Every line of the records below that has the word "cursor" should be copied.

____

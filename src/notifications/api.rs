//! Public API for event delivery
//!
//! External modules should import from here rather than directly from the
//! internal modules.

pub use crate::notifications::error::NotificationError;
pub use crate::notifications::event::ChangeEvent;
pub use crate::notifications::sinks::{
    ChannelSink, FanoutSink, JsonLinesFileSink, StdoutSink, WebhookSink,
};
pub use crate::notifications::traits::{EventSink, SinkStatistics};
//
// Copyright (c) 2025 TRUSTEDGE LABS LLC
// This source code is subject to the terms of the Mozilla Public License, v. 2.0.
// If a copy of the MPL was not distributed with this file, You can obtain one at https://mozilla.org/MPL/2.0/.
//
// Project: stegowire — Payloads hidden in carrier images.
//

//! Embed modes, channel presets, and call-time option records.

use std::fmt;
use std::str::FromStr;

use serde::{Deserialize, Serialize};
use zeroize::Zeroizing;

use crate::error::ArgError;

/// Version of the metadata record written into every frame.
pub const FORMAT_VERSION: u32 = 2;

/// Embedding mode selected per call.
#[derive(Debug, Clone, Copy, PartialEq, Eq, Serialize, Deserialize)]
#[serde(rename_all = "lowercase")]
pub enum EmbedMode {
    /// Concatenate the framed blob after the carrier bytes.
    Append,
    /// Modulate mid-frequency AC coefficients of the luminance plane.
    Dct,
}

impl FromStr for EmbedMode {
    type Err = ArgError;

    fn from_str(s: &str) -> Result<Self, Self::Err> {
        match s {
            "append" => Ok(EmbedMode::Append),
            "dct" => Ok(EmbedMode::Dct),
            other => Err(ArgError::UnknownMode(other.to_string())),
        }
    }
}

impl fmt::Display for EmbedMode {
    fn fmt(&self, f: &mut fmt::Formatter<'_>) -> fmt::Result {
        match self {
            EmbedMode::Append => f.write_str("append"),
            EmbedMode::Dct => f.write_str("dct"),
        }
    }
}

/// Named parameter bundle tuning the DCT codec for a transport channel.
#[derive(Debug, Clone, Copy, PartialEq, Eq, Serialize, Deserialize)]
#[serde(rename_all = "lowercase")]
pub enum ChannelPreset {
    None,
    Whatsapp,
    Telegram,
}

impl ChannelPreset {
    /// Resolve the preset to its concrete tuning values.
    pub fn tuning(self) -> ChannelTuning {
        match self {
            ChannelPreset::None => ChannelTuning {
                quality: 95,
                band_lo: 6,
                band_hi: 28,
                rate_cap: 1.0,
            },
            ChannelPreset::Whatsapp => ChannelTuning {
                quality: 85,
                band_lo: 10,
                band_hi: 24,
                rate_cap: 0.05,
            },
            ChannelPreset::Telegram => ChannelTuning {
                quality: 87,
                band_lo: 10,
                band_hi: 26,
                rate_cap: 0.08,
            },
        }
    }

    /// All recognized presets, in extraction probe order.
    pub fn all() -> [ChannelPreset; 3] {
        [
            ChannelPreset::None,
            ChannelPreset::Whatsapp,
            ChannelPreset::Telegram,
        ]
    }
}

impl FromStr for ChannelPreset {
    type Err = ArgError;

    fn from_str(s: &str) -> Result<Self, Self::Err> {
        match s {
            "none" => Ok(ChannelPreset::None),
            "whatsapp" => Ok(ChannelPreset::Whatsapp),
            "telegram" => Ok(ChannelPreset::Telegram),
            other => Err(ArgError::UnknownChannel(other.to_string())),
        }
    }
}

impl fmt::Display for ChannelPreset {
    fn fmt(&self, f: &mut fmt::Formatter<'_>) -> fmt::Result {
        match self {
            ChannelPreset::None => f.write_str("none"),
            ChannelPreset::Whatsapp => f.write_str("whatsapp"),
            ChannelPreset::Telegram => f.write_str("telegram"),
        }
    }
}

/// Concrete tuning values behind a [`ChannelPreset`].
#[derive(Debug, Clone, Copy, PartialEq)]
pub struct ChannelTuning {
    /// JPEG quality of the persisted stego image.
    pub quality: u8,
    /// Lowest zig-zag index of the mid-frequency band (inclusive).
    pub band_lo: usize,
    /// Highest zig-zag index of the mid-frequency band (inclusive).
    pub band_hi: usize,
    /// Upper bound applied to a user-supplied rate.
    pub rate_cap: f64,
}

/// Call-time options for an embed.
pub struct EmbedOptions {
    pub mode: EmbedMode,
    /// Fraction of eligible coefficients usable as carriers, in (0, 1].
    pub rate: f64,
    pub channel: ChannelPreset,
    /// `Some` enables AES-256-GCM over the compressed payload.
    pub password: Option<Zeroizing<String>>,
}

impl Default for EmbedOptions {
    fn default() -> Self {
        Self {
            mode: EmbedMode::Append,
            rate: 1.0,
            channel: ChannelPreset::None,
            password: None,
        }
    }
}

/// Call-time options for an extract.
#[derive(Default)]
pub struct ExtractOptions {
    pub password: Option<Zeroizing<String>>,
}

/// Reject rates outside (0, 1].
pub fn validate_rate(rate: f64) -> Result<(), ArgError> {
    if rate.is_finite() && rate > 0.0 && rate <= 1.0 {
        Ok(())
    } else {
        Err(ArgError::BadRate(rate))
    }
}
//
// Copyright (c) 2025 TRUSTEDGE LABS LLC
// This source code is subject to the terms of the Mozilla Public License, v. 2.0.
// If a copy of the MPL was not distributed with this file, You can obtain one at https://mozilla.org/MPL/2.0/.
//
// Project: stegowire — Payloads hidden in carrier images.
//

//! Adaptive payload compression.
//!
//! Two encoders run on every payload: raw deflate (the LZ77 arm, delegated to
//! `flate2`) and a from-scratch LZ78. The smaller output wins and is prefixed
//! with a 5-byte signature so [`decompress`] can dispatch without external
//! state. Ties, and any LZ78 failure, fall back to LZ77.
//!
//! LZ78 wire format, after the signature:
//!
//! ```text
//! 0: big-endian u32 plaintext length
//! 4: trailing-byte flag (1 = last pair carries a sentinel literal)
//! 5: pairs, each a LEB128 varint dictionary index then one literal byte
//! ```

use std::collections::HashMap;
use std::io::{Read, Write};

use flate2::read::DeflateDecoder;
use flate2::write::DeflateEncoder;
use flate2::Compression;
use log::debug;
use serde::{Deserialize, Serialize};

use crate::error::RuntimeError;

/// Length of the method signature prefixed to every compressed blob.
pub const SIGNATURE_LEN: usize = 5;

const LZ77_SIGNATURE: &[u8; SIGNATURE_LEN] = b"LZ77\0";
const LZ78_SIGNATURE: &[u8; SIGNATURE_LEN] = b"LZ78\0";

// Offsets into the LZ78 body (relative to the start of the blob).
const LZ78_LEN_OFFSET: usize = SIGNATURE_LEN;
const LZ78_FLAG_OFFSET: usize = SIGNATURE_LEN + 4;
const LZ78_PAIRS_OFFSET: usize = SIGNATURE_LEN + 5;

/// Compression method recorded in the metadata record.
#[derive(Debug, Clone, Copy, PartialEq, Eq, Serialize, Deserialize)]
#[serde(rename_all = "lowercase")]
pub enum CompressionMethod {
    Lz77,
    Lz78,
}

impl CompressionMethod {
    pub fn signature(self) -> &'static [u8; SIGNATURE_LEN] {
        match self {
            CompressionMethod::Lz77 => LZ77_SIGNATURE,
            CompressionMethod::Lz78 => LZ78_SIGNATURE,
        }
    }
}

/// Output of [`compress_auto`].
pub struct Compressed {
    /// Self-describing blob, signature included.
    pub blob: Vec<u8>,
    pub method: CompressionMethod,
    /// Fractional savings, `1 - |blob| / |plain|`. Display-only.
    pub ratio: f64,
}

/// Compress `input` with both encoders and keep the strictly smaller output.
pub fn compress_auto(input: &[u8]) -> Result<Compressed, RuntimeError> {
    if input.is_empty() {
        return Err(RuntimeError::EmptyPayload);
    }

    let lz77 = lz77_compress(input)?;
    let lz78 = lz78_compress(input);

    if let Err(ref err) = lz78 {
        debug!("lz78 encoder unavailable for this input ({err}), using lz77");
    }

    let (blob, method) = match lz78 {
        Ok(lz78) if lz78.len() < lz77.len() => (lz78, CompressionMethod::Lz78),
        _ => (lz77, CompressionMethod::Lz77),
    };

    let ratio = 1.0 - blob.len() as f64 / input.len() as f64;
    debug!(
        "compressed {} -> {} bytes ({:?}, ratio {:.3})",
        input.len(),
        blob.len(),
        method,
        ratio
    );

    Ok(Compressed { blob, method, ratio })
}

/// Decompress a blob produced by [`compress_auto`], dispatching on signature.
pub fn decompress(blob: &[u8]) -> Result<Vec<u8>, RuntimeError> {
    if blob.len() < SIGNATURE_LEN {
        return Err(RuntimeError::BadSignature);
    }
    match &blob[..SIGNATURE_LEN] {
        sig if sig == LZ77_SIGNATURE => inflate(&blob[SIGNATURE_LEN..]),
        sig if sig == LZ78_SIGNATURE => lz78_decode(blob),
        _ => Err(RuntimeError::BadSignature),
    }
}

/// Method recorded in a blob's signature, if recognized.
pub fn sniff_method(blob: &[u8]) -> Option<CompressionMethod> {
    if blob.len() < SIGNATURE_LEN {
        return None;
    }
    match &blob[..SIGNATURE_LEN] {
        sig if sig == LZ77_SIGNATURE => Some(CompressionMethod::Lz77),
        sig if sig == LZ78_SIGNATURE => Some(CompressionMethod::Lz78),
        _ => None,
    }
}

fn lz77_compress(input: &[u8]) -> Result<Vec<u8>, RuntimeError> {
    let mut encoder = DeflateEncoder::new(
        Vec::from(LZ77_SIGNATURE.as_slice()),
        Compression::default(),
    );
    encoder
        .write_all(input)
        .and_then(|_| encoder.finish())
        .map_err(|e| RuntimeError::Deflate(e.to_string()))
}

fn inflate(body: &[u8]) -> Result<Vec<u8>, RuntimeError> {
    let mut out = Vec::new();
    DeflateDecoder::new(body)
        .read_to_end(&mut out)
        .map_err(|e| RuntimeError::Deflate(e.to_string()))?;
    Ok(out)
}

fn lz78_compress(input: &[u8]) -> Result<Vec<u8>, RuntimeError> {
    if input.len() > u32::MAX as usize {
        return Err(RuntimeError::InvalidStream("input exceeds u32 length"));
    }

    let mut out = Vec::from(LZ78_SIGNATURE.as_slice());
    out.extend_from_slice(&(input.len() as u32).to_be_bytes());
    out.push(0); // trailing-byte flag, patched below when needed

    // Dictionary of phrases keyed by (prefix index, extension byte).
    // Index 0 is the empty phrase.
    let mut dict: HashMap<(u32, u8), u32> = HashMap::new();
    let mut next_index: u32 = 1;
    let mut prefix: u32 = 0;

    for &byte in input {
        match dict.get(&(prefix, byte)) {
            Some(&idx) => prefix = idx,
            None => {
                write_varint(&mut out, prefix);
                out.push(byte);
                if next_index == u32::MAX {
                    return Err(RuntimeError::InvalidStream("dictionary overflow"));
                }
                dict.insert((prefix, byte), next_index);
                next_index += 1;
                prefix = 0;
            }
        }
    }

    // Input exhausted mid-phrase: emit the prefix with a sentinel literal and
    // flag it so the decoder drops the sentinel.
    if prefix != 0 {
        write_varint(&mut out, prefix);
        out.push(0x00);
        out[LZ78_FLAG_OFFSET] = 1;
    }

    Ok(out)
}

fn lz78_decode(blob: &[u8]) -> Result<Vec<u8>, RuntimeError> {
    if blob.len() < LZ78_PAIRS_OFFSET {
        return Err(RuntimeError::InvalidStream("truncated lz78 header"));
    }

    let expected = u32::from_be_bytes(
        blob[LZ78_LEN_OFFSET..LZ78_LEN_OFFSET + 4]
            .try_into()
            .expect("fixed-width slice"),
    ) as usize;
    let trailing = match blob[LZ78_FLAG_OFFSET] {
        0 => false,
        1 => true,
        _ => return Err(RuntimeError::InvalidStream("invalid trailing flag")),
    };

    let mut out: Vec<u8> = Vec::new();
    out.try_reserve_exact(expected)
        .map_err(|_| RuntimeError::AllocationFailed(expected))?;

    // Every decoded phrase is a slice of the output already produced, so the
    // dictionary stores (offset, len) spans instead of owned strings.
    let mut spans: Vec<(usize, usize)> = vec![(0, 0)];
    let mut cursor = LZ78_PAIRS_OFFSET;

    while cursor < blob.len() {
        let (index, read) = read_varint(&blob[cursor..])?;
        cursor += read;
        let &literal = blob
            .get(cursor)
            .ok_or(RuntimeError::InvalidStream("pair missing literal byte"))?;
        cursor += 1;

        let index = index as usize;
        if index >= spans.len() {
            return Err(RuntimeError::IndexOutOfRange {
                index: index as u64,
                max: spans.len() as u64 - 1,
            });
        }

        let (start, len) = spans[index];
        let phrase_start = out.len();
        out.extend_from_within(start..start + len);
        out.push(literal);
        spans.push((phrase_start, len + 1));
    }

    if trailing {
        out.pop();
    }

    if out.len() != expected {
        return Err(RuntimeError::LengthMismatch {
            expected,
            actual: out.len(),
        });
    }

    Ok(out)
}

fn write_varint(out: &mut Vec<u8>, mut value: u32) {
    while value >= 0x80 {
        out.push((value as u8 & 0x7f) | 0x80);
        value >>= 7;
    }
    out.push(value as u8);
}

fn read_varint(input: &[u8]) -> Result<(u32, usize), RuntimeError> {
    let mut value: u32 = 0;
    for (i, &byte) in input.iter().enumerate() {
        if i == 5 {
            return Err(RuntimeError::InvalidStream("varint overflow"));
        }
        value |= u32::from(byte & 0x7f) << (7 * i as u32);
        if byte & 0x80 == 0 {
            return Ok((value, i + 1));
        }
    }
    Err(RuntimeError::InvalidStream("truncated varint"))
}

____

= Written response =
    let mut cursor = LZ78_PAIRS_OFFSET;
    while cursor < blob.len() {
        let (index, read) = read_varint(&blob[cursor..])?;
        cursor += read;
            .get(cursor)
        cursor += 1;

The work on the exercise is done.